As AI models grow larger, their insatiable need for data is increasingly being met by other AI models generating synthetic data. While this can fill knowledge gaps for chatbots, it also presents the risk of destabilizing them. AI-generated data has been supplementing certain fields like medical imaging for years, but the current trend sees it being used more broadly due to rising costs and restrictions on high-quality human-made data.

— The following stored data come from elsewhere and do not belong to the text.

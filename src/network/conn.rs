//! Booster protocol connections.
//!
//! A [`Conn`] owns one TCP stream to a peer booster and speaks in terms of
//! [`Packet`]s. It closes itself when the stream ends, when a received packet
//! cannot be decoded, or when its heartbeat timer expires.

use std::net::SocketAddr;
use std::sync::atomic::{AtomicBool, Ordering};
use std::sync::{Arc, Weak};
use std::time::Duration;

use futures::StreamExt;
use parking_lot::{Mutex, RwLock};
use tokio::io::AsyncWriteExt;
use tokio::net::tcp::{OwnedReadHalf, OwnedWriteHalf};
use tokio::net::TcpStream;
use tokio::sync::{mpsc, watch};
use tokio::time::Instant;
use tokio_util::codec::FramedRead;
use tokio_util::sync::CancellationToken;

use super::Node;
use crate::error::{Error, Result};
use crate::metrics::Metrics;
use crate::protocol::{Packet, PacketCodec};

/// Capacity of the channel returned by [`Conn::consume`].
const CONSUME_BUFFER: usize = 64;

/// A booster-to-booster connection.
pub struct Conn {
    peer_addr: SocketAddr,
    /// Remote node, known once its Hello has been processed
    remote: RwLock<Option<Arc<Node>>>,
    writer: tokio::sync::Mutex<Option<OwnedWriteHalf>>,
    reader: tokio::sync::Mutex<Option<FramedRead<OwnedReadHalf, PacketCodec>>>,
    closed: AtomicBool,
    /// Fired on close; stops the reader and the heartbeat timer
    cancel: CancellationToken,
    /// Deadline updates for the running heartbeat timer
    heartbeat: Mutex<Option<watch::Sender<Instant>>>,
    metrics: Arc<Metrics>,
}

impl Conn {
    /// Wrap an established stream.
    pub fn new(stream: TcpStream, metrics: Arc<Metrics>) -> Result<Arc<Self>> {
        let peer_addr = stream.peer_addr()?;
        stream.set_nodelay(true)?;
        let (read_half, write_half) = stream.into_split();

        metrics.connection_opened();

        Ok(Arc::new(Self {
            peer_addr,
            remote: RwLock::new(None),
            writer: tokio::sync::Mutex::new(Some(write_half)),
            reader: tokio::sync::Mutex::new(Some(FramedRead::new(read_half, PacketCodec))),
            closed: AtomicBool::new(false),
            cancel: CancellationToken::new(),
            heartbeat: Mutex::new(None),
            metrics,
        }))
    }

    /// Address of the other end of the socket.
    pub fn peer_addr(&self) -> SocketAddr {
        self.peer_addr
    }

    /// Remote node this connection represents.
    pub fn remote(&self) -> Option<Arc<Node>> {
        self.remote.read().clone()
    }

    /// Attach the remote node.
    pub fn set_remote(&self, node: Arc<Node>) {
        *self.remote.write() = Some(node);
    }

    /// Id of the remote node, if known.
    pub fn id(&self) -> Option<String> {
        self.remote.read().as_ref().map(|n| n.id().to_string())
    }

    pub fn is_closed(&self) -> bool {
        self.closed.load(Ordering::SeqCst)
    }

    /// Resolves once the connection is closed.
    pub async fn closed(&self) {
        self.cancel.cancelled().await
    }

    /// Serialize and write `packet`. Concurrent sends are serialized.
    pub async fn send(&self, packet: &Packet) -> Result<()> {
        if self.is_closed() {
            return Err(Error::ConnectionClosed);
        }
        let data = packet.encode();

        let mut writer = self.writer.lock().await;
        let w = writer.as_mut().ok_or(Error::ConnectionClosed)?;
        tokio::select! {
            res = w.write_all(&data) => res.map_err(Error::WriteFailed)?,
            _ = self.cancel.cancelled() => return Err(Error::ConnectionClosed),
        }

        self.metrics.packet_sent();
        Ok(())
    }

    /// Read a single packet. Used during the handshake, before [`consume`].
    ///
    /// [`consume`]: Conn::consume
    pub async fn recv(&self) -> Result<Packet> {
        let mut reader = self.reader.lock().await;
        let framed = reader.as_mut().ok_or(Error::ConnectionClosed)?;
        let next = tokio::select! {
            next = framed.next() => next,
            _ = self.cancel.cancelled() => return Err(Error::ConnectionClosed),
        };

        match next {
            Some(Ok(packet)) => {
                self.metrics.packet_received();
                Ok(packet)
            }
            Some(Err(e)) => Err(e),
            None => Err(Error::ConnectionClosed),
        }
    }

    /// Start delivering incoming packets on a channel.
    ///
    /// Packets arrive in wire order. The channel ends when the socket closes
    /// or a packet fails to decode, at which point the connection is closed.
    /// Can be called once per connection.
    pub async fn consume(self: &Arc<Self>) -> Result<mpsc::Receiver<Packet>> {
        let mut framed = self
            .reader
            .lock()
            .await
            .take()
            .ok_or_else(|| Error::InvalidMessage("connection already consumed".into()))?;

        let (tx, rx) = mpsc::channel(CONSUME_BUFFER);
        let conn = Arc::clone(self);

        tokio::spawn(async move {
            loop {
                let next = tokio::select! {
                    next = framed.next() => next,
                    _ = conn.cancel.cancelled() => break,
                };
                match next {
                    Some(Ok(packet)) => {
                        conn.metrics.packet_received();
                        if tx.send(packet).await.is_err() {
                            break;
                        }
                    }
                    Some(Err(e)) => {
                        tracing::debug!("conn {}: receive error: {}", conn.peer_addr, e);
                        break;
                    }
                    None => break,
                }
            }
            drop(framed);
            let _ = conn.close().await;
        });

        Ok(rx)
    }

    /// (Re)arm the heartbeat timer. The connection closes itself if the
    /// timer is not reset again within `ttl`.
    ///
    /// Has no effect once the connection is closed.
    pub fn reset_heartbeat(self: &Arc<Self>, ttl: Duration) {
        if self.is_closed() {
            return;
        }
        let deadline = Instant::now() + ttl;

        let mut slot = self.heartbeat.lock();
        if let Some(tx) = slot.as_ref() {
            if tx.send(deadline).is_ok() {
                return;
            }
        }

        let (tx, rx) = watch::channel(deadline);
        *slot = Some(tx);
        drop(slot);

        tokio::spawn(expire(Arc::downgrade(self), rx, self.cancel.clone()));
    }

    /// True while a heartbeat timer is armed.
    pub fn heartbeat_armed(&self) -> bool {
        self.heartbeat.lock().is_some()
    }

    /// Close the connection. Safe to call any number of times, from any task.
    pub async fn close(&self) -> Result<()> {
        if self.closed.swap(true, Ordering::SeqCst) {
            return Ok(());
        }

        self.cancel.cancel();
        self.heartbeat.lock().take();
        self.metrics.connection_closed();

        if let Some(node) = self.remote() {
            if !node.is_local() {
                node.set_active(false);
            }
        }

        if let Some(mut w) = self.writer.lock().await.take() {
            let _ = w.shutdown().await;
        }
        self.reader.lock().await.take();

        tracing::debug!("conn {}: closed", self.peer_addr);
        Ok(())
    }
}

impl std::fmt::Debug for Conn {
    fn fmt(&self, f: &mut std::fmt::Formatter<'_>) -> std::fmt::Result {
        f.debug_struct("Conn")
            .field("peer_addr", &self.peer_addr)
            .field("id", &self.id())
            .field("closed", &self.is_closed())
            .finish()
    }
}

/// Heartbeat timer task: closes `conn` once the latest deadline passes.
async fn expire(conn: Weak<Conn>, mut rx: watch::Receiver<Instant>, cancel: CancellationToken) {
    loop {
        let deadline = *rx.borrow_and_update();
        tokio::select! {
            _ = cancel.cancelled() => return,
            _ = tokio::time::sleep_until(deadline) => break,
            res = rx.changed() => {
                if res.is_err() {
                    return;
                }
            }
        }
    }

    if let Some(conn) = conn.upgrade() {
        tracing::warn!(
            "conn {}: no heartbeat received from {:?}: timer expired",
            conn.peer_addr,
            conn.id()
        );
        let _ = conn.close().await;
    }
}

Big tech companies like Meta, Google, and Anthropic are integrating synthetic data with human-generated data to train their AI models. For instance, Google’s DeepMind has developed AlphaGeometry 2, capable of solving math Olympiad problems, using synthetic data. However, new research indicates that an over-reliance on AI-generated data can lead to “model collapse,” where the model’s outputs become incoherent after several generations of being trained on its own generated data.
This phenomenon occurs because the AI model gradually loses information about less common data in the training set, leading to increased errors and eventual collapse. This issue poses a significant risk for underrepresented groups and languages, potentially leading to a loss of fairness even in initially unbiased datasets. Nonetheless, targeted use of AI-generated data can address some of these limitations, such as reducing toxic responses and improving model fairness through algorithmic reparation.
The debate continues on whether synthetic data can truly represent the breadth of human experience and surpass current models. While retaining a portion of human-generated data can help prevent model collapse, distinguishing real data from synthetic data remains challenging. Properly leveraged, AI-generated data holds immense potential, but indiscriminate use could lead to significant problems. The future of AI training lies in balancing real and synthetic data to harness the best outcomes.